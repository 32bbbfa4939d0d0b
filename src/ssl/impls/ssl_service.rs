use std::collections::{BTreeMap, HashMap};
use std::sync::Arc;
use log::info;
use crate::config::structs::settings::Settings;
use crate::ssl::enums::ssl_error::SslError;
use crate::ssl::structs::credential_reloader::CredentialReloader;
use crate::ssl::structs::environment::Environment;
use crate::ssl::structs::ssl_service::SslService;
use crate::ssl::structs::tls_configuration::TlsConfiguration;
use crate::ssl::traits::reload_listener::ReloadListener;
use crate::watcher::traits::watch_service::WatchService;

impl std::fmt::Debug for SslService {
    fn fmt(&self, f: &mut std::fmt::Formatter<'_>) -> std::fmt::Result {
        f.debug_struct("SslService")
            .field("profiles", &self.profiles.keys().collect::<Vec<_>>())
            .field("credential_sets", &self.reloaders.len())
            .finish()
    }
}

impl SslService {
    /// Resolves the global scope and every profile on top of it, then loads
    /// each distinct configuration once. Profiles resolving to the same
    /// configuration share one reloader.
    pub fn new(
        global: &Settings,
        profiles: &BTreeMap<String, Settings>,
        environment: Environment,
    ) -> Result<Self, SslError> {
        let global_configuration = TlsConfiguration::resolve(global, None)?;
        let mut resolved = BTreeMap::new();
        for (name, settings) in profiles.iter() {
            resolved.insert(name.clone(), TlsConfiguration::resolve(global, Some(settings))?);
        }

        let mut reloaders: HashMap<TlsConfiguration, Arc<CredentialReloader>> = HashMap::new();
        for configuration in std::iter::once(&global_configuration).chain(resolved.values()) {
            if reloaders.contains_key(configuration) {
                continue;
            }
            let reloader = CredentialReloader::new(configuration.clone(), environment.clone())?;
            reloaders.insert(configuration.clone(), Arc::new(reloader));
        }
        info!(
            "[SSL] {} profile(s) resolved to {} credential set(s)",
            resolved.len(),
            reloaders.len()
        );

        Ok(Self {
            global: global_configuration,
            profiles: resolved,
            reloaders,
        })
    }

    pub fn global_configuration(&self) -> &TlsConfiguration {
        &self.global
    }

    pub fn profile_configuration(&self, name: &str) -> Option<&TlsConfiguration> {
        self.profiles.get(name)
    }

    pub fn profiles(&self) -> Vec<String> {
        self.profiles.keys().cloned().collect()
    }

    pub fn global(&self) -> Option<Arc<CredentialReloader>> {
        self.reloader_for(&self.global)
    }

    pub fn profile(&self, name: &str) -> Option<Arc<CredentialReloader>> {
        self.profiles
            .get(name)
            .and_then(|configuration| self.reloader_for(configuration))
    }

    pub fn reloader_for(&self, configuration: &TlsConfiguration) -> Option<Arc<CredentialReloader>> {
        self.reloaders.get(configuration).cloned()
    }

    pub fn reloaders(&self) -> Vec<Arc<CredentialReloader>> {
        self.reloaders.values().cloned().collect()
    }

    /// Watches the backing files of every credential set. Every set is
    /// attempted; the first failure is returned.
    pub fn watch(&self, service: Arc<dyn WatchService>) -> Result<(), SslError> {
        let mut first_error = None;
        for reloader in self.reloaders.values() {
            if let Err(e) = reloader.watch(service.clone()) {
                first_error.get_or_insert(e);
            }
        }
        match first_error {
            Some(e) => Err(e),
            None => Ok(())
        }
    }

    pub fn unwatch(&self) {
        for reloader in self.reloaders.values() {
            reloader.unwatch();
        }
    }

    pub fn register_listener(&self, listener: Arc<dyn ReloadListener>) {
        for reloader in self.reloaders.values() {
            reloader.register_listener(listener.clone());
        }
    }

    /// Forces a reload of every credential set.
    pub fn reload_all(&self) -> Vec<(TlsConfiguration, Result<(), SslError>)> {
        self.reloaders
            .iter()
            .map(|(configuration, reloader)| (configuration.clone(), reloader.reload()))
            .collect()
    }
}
__________
■ Assignment
Return the data in its entirety, exactly as given.

■ Exercise output
repository 32bbbfa4939d0d0b
filename src/ssl/impls/ssl_service.rs
use std::collections::{BTreeMap, HashMap};
use std::sync::Arc;
use log::info;
use crate::config::structs::settings::Settings;
use crate::ssl::enums::ssl_error::SslError;
use crate::ssl::structs::credential_reloader::CredentialReloader;
use crate::ssl::structs::environment::Environment;
use crate::ssl::structs::ssl_service::SslService;
use crate::ssl::structs::tls_configuration::TlsConfiguration;
use crate::ssl::traits::reload_listener::ReloadListener;
use crate::watcher::traits::watch_service::WatchService;

impl std::fmt::Debug for SslService {
    fn fmt(&self, f: &mut std::fmt::Formatter<'_>) -> std::fmt::Result {
        f.debug_struct("SslService")
            .field("profiles", &self.profiles.keys().collect::<Vec<_>>())
            .field("credential_sets", &self.reloaders.len())
            .finish()
    }
}

impl SslService {
    /// Resolves the global scope and every profile on top of it, then loads
    /// each distinct configuration once. Profiles resolving to the same
    /// configuration share one reloader.
    pub fn new(
        global: &Settings,
        profiles: &BTreeMap<String, Settings>,
        environment: Environment,
    ) -> Result<Self, SslError> {
        let global_configuration = TlsConfiguration::resolve(global, None)?;
        let mut resolved = BTreeMap::new();
        for (name, settings) in profiles.iter() {
            resolved.insert(name.clone(), TlsConfiguration::resolve(global, Some(settings))?);
        }

        let mut reloaders: HashMap<TlsConfiguration, Arc<CredentialReloader>> = HashMap::new();
        for configuration in std::iter::once(&global_configuration).chain(resolved.values()) {
            if reloaders.contains_key(configuration) {
                continue;
            }
            let reloader = CredentialReloader::new(configuration.clone(), environment.clone())?;
            reloaders.insert(configuration.clone(), Arc::new(reloader));
        }
        info!(
            "[SSL] {} profile(s) resolved to {} credential set(s)",
            resolved.len(),
            reloaders.len()
        );

        Ok(Self {
            global: global_configuration,
            profiles: resolved,
            reloaders,
        })
    }

    pub fn global_configuration(&self) -> &TlsConfiguration {
        &self.global
    }

    pub fn profile_configuration(&self, name: &str) -> Option<&TlsConfiguration> {
        self.profiles.get(name)
    }

    pub fn profiles(&self) -> Vec<String> {
        self.profiles.keys().cloned().collect()
    }

    pub fn global(&self) -> Option<Arc<CredentialReloader>> {
        self.reloader_for(&self.global)
    }

    pub fn profile(&self, name: &str) -> Option<Arc<CredentialReloader>> {
        self.profiles
            .get(name)
            .and_then(|configuration| self.reloader_for(configuration))
    }

    pub fn reloader_for(&self, configuration: &TlsConfiguration) -> Option<Arc<CredentialReloader>> {
        self.reloaders.get(configuration).cloned()
    }

    pub fn reloaders(&self) -> Vec<Arc<CredentialReloader>> {
        self.reloaders.values().cloned().collect()
    }

    /// Watches the backing files of every credential set. Every set is
    /// attempted; the first failure is returned.
    pub fn watch(&self, service: Arc<dyn WatchService>) -> Result<(), SslError> {
        let mut first_error = None;
        for reloader in self.reloaders.values() {
            if let Err(e) = reloader.watch(service.clone()) {
                first_error.get_or_insert(e);
            }
        }
        match first_error {
            Some(e) => Err(e),
            None => Ok(())
        }
    }

    pub fn unwatch(&self) {
        for reloader in self.reloaders.values() {
            reloader.unwatch();
        }
    }

    pub fn register_listener(&self, listener: Arc<dyn ReloadListener>) {
        for reloader in self.reloaders.values() {
            reloader.register_listener(listener.clone());
        }
    }

    /// Forces a reload of every credential set.
    pub fn reload_all(&self) -> Vec<(TlsConfiguration, Result<(), SslError>)> {
        self.reloaders
            .iter()
            .map(|(configuration, reloader)| (configuration.clone(), reloader.reload()))
            .collect()
    }
}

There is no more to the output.